TASK ITEM:
Print the listing that follows, character for character.

DATASET CONTENT:

▼▼▼

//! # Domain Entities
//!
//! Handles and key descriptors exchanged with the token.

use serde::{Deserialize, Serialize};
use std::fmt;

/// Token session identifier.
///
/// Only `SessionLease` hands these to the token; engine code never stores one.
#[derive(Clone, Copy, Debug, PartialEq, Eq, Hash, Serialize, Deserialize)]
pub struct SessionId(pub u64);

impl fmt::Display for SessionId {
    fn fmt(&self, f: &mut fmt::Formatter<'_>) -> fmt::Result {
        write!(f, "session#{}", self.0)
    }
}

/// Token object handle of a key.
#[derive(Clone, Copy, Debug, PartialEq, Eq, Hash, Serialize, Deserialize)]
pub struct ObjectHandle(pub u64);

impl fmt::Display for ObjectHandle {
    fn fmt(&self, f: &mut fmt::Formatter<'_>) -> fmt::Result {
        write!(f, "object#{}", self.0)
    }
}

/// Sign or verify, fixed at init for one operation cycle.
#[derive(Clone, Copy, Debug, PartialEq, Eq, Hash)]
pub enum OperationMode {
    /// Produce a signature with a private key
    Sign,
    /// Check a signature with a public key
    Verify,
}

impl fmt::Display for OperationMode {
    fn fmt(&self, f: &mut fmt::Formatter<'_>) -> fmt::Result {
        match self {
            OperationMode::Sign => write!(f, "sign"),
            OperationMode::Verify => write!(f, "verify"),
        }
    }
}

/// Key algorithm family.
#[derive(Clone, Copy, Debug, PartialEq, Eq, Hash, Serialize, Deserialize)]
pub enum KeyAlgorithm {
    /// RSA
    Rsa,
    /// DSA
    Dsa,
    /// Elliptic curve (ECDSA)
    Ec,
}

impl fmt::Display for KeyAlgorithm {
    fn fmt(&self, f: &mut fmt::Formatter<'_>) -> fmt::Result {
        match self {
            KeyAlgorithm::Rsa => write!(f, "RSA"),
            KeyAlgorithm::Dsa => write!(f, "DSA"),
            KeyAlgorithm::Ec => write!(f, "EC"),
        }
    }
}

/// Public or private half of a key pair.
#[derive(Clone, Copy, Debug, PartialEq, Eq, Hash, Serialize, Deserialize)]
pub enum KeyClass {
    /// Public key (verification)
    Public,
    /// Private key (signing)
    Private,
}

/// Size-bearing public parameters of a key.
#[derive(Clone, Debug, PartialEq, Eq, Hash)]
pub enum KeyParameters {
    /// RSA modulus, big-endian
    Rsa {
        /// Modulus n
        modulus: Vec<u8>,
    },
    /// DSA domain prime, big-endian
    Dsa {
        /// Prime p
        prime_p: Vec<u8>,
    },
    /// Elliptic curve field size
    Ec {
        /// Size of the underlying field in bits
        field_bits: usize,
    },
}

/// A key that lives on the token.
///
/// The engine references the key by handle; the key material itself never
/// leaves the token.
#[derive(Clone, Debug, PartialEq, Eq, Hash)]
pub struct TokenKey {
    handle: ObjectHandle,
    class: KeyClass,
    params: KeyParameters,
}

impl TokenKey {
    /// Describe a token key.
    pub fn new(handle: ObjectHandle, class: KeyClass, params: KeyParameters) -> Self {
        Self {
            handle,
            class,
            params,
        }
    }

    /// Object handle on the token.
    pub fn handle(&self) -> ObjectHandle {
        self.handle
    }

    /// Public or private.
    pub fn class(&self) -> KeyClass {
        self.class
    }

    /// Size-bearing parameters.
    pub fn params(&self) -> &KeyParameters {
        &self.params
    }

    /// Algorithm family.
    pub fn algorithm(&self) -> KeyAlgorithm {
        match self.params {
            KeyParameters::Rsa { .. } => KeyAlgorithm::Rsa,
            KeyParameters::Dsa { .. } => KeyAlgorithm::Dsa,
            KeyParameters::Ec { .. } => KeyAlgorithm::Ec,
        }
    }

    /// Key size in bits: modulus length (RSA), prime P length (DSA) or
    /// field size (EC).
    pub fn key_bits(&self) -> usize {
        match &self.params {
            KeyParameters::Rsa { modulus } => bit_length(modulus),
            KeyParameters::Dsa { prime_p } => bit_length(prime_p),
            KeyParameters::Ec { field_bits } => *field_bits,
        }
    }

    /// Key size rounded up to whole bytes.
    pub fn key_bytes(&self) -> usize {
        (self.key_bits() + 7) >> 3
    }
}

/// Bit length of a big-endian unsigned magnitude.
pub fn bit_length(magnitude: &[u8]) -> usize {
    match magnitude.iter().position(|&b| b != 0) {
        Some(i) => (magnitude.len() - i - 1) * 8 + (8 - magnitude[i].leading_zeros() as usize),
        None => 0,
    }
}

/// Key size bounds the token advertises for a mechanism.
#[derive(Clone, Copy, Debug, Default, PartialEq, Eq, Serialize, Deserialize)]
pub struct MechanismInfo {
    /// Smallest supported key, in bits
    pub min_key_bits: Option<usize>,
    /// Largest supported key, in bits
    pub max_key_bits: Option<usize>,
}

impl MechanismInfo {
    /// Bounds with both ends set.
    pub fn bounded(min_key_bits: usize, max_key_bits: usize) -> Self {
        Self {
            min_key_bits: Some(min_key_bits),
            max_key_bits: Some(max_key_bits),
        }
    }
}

▲▲▲

THE ANSWER:
//! # Domain Entities
//!
//! Handles and key descriptors exchanged with the token.

use serde::{Deserialize, Serialize};
use std::fmt;

/// Token session identifier.
///
/// Only `SessionLease` hands these to the token; engine code never stores one.
#[derive(Clone, Copy, Debug, PartialEq, Eq, Hash, Serialize, Deserialize)]
pub struct SessionId(pub u64);

impl fmt::Display for SessionId {
    fn fmt(&self, f: &mut fmt::Formatter<'_>) -> fmt::Result {
        write!(f, "session#{}", self.0)
    }
}

/// Token object handle of a key.
#[derive(Clone, Copy, Debug, PartialEq, Eq, Hash, Serialize, Deserialize)]
pub struct ObjectHandle(pub u64);

impl fmt::Display for ObjectHandle {
    fn fmt(&self, f: &mut fmt::Formatter<'_>) -> fmt::Result {
        write!(f, "object#{}", self.0)
    }
}

/// Sign or verify, fixed at init for one operation cycle.
#[derive(Clone, Copy, Debug, PartialEq, Eq, Hash)]
pub enum OperationMode {
    /// Produce a signature with a private key
    Sign,
    /// Check a signature with a public key
    Verify,
}

impl fmt::Display for OperationMode {
    fn fmt(&self, f: &mut fmt::Formatter<'_>) -> fmt::Result {
        match self {
            OperationMode::Sign => write!(f, "sign"),
            OperationMode::Verify => write!(f, "verify"),
        }
    }
}

/// Key algorithm family.
#[derive(Clone, Copy, Debug, PartialEq, Eq, Hash, Serialize, Deserialize)]
pub enum KeyAlgorithm {
    /// RSA
    Rsa,
    /// DSA
    Dsa,
    /// Elliptic curve (ECDSA)
    Ec,
}

impl fmt::Display for KeyAlgorithm {
    fn fmt(&self, f: &mut fmt::Formatter<'_>) -> fmt::Result {
        match self {
            KeyAlgorithm::Rsa => write!(f, "RSA"),
            KeyAlgorithm::Dsa => write!(f, "DSA"),
            KeyAlgorithm::Ec => write!(f, "EC"),
        }
    }
}

/// Public or private half of a key pair.
#[derive(Clone, Copy, Debug, PartialEq, Eq, Hash, Serialize, Deserialize)]
pub enum KeyClass {
    /// Public key (verification)
    Public,
    /// Private key (signing)
    Private,
}

/// Size-bearing public parameters of a key.
#[derive(Clone, Debug, PartialEq, Eq, Hash)]
pub enum KeyParameters {
    /// RSA modulus, big-endian
    Rsa {
        /// Modulus n
        modulus: Vec<u8>,
    },
    /// DSA domain prime, big-endian
    Dsa {
        /// Prime p
        prime_p: Vec<u8>,
    },
    /// Elliptic curve field size
    Ec {
        /// Size of the underlying field in bits
        field_bits: usize,
    },
}

/// A key that lives on the token.
///
/// The engine references the key by handle; the key material itself never
/// leaves the token.
#[derive(Clone, Debug, PartialEq, Eq, Hash)]
pub struct TokenKey {
    handle: ObjectHandle,
    class: KeyClass,
    params: KeyParameters,
}

impl TokenKey {
    /// Describe a token key.
    pub fn new(handle: ObjectHandle, class: KeyClass, params: KeyParameters) -> Self {
        Self {
            handle,
            class,
            params,
        }
    }

    /// Object handle on the token.
    pub fn handle(&self) -> ObjectHandle {
        self.handle
    }

    /// Public or private.
    pub fn class(&self) -> KeyClass {
        self.class
    }

    /// Size-bearing parameters.
    pub fn params(&self) -> &KeyParameters {
        &self.params
    }

    /// Algorithm family.
    pub fn algorithm(&self) -> KeyAlgorithm {
        match self.params {
            KeyParameters::Rsa { .. } => KeyAlgorithm::Rsa,
            KeyParameters::Dsa { .. } => KeyAlgorithm::Dsa,
            KeyParameters::Ec { .. } => KeyAlgorithm::Ec,
        }
    }

    /// Key size in bits: modulus length (RSA), prime P length (DSA) or
    /// field size (EC).
    pub fn key_bits(&self) -> usize {
        match &self.params {
            KeyParameters::Rsa { modulus } => bit_length(modulus),
            KeyParameters::Dsa { prime_p } => bit_length(prime_p),
            KeyParameters::Ec { field_bits } => *field_bits,
        }
    }

    /// Key size rounded up to whole bytes.
    pub fn key_bytes(&self) -> usize {
        (self.key_bits() + 7) >> 3
    }
}

/// Bit length of a big-endian unsigned magnitude.
pub fn bit_length(magnitude: &[u8]) -> usize {
    match magnitude.iter().position(|&b| b != 0) {
        Some(i) => (magnitude.len() - i - 1) * 8 + (8 - magnitude[i].leading_zeros() as usize),
        None => 0,
    }
}

/// Key size bounds the token advertises for a mechanism.
#[derive(Clone, Copy, Debug, Default, PartialEq, Eq, Serialize, Deserialize)]
pub struct MechanismInfo {
    /// Smallest supported key, in bits
    pub min_key_bits: Option<usize>,
    /// Largest supported key, in bits
    pub max_key_bits: Option<usize>,
}

impl MechanismInfo {
    /// Bounds with both ends set.
    pub fn bounded(min_key_bits: usize, max_key_bits: usize) -> Self {
        Self {
            min_key_bits: Some(min_key_bits),
            max_key_bits: Some(max_key_bits),
        }
    }
}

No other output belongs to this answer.